Brokers and agents have a business pecuniary interest in garnering both the seller’s and the buyer’s signatures on an Offer to Purchase form as swiftly as possible. Resist the pressure and the temptation to sign such a form without the guidance of counsel. Do not wait for the Purchase & Sale Agreement stage to engage counsel. Have your attorney review the Offer to Purchase form before you sign.
If you do not want the Offer to Purchase form to be binding without a signed Purchase & Sale Agreement, then you should include an express provision to the effect that, “Notwithstanding anything to the contrary stated herein, this document is not intended to be a binding agreement and/or an enforceable agreement.”

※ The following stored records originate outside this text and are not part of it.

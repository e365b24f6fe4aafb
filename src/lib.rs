//! A cross-platform input abstraction core for interactive real-time
//! applications.
//!
//! `crossinput` gives an application one model of keyboard, touch, mouse,
//! sensor, vibration, and cursor state that is identical regardless of the
//! operating system or device class. Platform backends translate raw OS input
//! into canonical [`InputEvent`]s and push them into an [`EventQueue`]; the
//! render loop drains the queue once per frame through an [`InputHub`], which
//! serves the result in two styles at once:
//!
//! * **Polling**: "is the space key down right now", "where is pointer 2",
//!   via pure read accessors which reflect the most recently processed event.
//! * **Events**: discrete occurrences delivered in order, exactly once, to a
//!   single registered [`InputProcessor`], ahead of the frame's render step.
//!
//! Desktop backends report the mouse as a single touch contact; multi-touch
//! backends report up to their device maximum, with pointer-slot indices that
//! stay stable while a contact lasts. Peripherals that may or may not exist
//! (accelerometer, compass, vibrator, keyboards) are discovered through
//! [`Peripheral`] queries which answer `false` rather than fail.
//!
//! This crate performs no I/O of its own: it is the contract between backend
//! drivers on one side and application code on the other.
//!
//! # Example
//!
//! ```
//! use ::crossinput::{
//!     backend::NullBackend, buttons, hub::InputHub, keys, EventQueue, InputEvent,
//! };
//!
//! let queue = EventQueue::new();
//! let mut hub = InputHub::new(NullBackend::new());
//!
//! // A backend driver thread pushes events as the OS reports them.
//! queue.push_input(InputEvent::TouchDown {
//!     x: 120,
//!     y: 80,
//!     button: buttons::LEFT,
//! });
//! queue.push_input(InputEvent::KeyDown {
//!     key_code: keys::SPACE,
//! });
//!
//! // The render loop, once per frame, before drawing:
//! hub.process(&queue);
//!
//! assert!(hub.just_touched());
//! assert!(hub.is_key_pressed(keys::SPACE));
//! assert_eq!((hub.x(), hub.y()), (120, 80));
//! ```
//!
//! # Key-binding persistence
//!
//! [`keys::name`] and [`keys::code`] form a stable string encoding for key
//! codes, suitable for config files: every code with a name round-trips.

pub mod backend;
pub mod buttons;
pub mod cursor;
pub mod errors;
pub mod events;
pub mod hub;
pub mod keys;
pub mod peripherals;
pub mod pointer;
pub mod queue;
pub mod snapshot;
pub mod text;
pub mod vibration;

pub use cursor::CursorImage;
pub use errors::{Error, Result};
pub use events::{InputEvent, InputProcessor};
pub use hub::InputHub;
pub use peripherals::{CapabilitySet, Peripheral};
pub use queue::{DriverEvent, EventQueue};
pub use snapshot::{Orientation, Rotation};
pub use text::{TextInputListener, TextRequestId};
pub use vibration::VibrationPattern;
//! Mouse-button codes.
//!
//! Touch-only backends report every contact as [`LEFT`].

pub const LEFT: i32 = 0;
pub const RIGHT: i32 = 1;
pub const MIDDLE: i32 = 2;

/// Number of button codes with pollable pressed state. Codes at or above
/// this value are forwarded to the listener but have no pollable state.
pub(crate) const TRACKED_BUTTONS: usize = 8;
//! Cross-thread handoff of driver events.
//!
//! Backends may capture raw OS input on whatever thread the platform demands,
//! but the hub mutates its state only on the render-loop thread. The
//! [`EventQueue`] is the seam between the two: producers push from any thread;
//! the render loop drains the whole queue once per frame via
//! [`InputHub::process`]. Events come out in exactly the order they went in.
//!
//! Only the producer side is thread-safe by contract; draining from more than
//! one thread would violate the single-consumer discipline the hub relies on.
//!
//! [`InputHub::process`]: crate::hub::InputHub::process

use ::parking_lot::Mutex;
use ::std::time::Instant;

use crate::{
    events::InputEvent,
    peripherals::Peripheral,
    snapshot::{Orientation, Rotation},
    text::TextRequestId,
};

/// Everything a backend driver can push into the core.
///
/// `Input` events update pollable state *and* reach the listener; the
/// remaining variants update the snapshot (or complete a pending request) and
/// are never forwarded.
#[derive(Clone, Debug, PartialEq)]
pub enum DriverEvent {
    /// A discrete input event, stamped with a monotonic timestamp in
    /// nanoseconds.
    Input { event: InputEvent, time_ns: u64 },
    /// A fresh accelerometer sample, per-axis within [-10, 10].
    Accelerometer { x: f32, y: f32, z: f32 },
    /// Updated orientation angles, in degrees.
    Orientation {
        azimuth: f32,
        pitch: f32,
        roll: f32,
    },
    /// The device rotated relative to its native orientation.
    Rotation(Rotation),
    /// The native orientation was (re-)detected.
    NativeOrientation(Orientation),
    /// A peripheral became available or unavailable.
    PeripheralChanged {
        peripheral: Peripheral,
        available: bool,
    },
    /// A text-input dialog completed. `text` is `None` if the user canceled.
    TextInput {
        id: TextRequestId,
        text: Option<String>,
    },
}

/// Thread-safe FIFO carrying [`DriverEvent`]s from backend threads to the
/// render loop.
pub struct EventQueue {
    events: Mutex<Vec<DriverEvent>>,
    /// Epoch for event timestamps.
    start: Instant,
}

impl Default for EventQueue {
    fn default() -> Self {
        Self::new()
    }
}

impl EventQueue {
    pub fn new() -> Self {
        Self {
            events: Mutex::new(Vec::new()),
            start: Instant::now(),
        }
    }

    /// Enqueues an input event, stamping it with the current monotonic time.
    pub fn push_input(&self, event: InputEvent) {
        let time_ns = self.now_ns();
        self.push(DriverEvent::Input { event, time_ns });
    }

    /// Enqueues any driver event as-is.
    pub fn push(&self, event: DriverEvent) {
        self.events.lock().push(event);
    }

    /// Removes and returns every queued event, oldest first.
    pub(crate) fn take(&self) -> Vec<DriverEvent> {
        ::std::mem::take(&mut *self.events.lock())
    }

    /// Nanoseconds elapsed since the queue was created.
    pub fn now_ns(&self) -> u64 {
        self.start.elapsed().as_nanos() as u64
    }
}

#[cfg(test)]
mod tests {
    use super::*;
    use crate::keys;
    use ::pretty_assertions::assert_eq;

    /// FIFO order survives the drain, and the drain empties the queue.
    #[test]
    fn test_fifo_order() {
        let queue = EventQueue::new();
        queue.push_input(InputEvent::KeyDown { key_code: keys::A });
        queue.push_input(InputEvent::KeyUp { key_code: keys::A });
        queue.push(DriverEvent::Rotation(Rotation::Deg90));

        let drained = queue.take();
        assert_eq!(drained.len(), 3);
        assert!(matches!(
            drained[0],
            DriverEvent::Input {
                event: InputEvent::KeyDown { key_code: keys::A },
                ..
            }
        ));
        assert_eq!(drained[2], DriverEvent::Rotation(Rotation::Deg90));
        assert!(queue.take().is_empty());
    }

    /// Timestamps are monotonic in enqueue order.
    #[test]
    fn test_timestamps_monotonic() {
        let queue = EventQueue::new();
        queue.push_input(InputEvent::Scrolled { amount: 1 });
        queue.push_input(InputEvent::Scrolled { amount: -1 });

        let times: Vec<u64> = queue
            .take()
            .into_iter()
            .map(|e| match e {
                DriverEvent::Input { time_ns, .. } => time_ns,
                _ => unreachable!(),
            })
            .collect();
        assert!(times[0] <= times[1]);
    }

    /// Producers on other threads interleave without loss.
    #[test]
    fn test_concurrent_producers() {
        let queue = ::std::sync::Arc::new(EventQueue::new());

        let handles: Vec<_> = (0..4)
            .map(|_| {
                let queue = queue.clone();
                ::std::thread::spawn(move || {
                    for _ in 0..100 {
                        queue.push_input(InputEvent::Scrolled { amount: 1 });
                    }
                })
            })
            .collect();
        for h in handles {
            h.join().unwrap();
        }

        assert_eq!(queue.take().len(), 400);
    }
}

If you prefer that the Offer to Purchase form does serve as an enforceable agreement even in the absence of a signed Purchase & Sale Agreement, then ensure that all the essential terms are included within the Offer to Purchase. Spell out the deal precisely and completely. Do not leave any ambiguities or vague terms that contradict the notion that the parties reached final agreement on all essential terms.
The lesson here is that the Offer to Purchase form often does not represent a “maybe.” Quite often, it represents a commitment. As with all meaningful financial commitments, a prudent person should consult with counsel too soon rather than too late.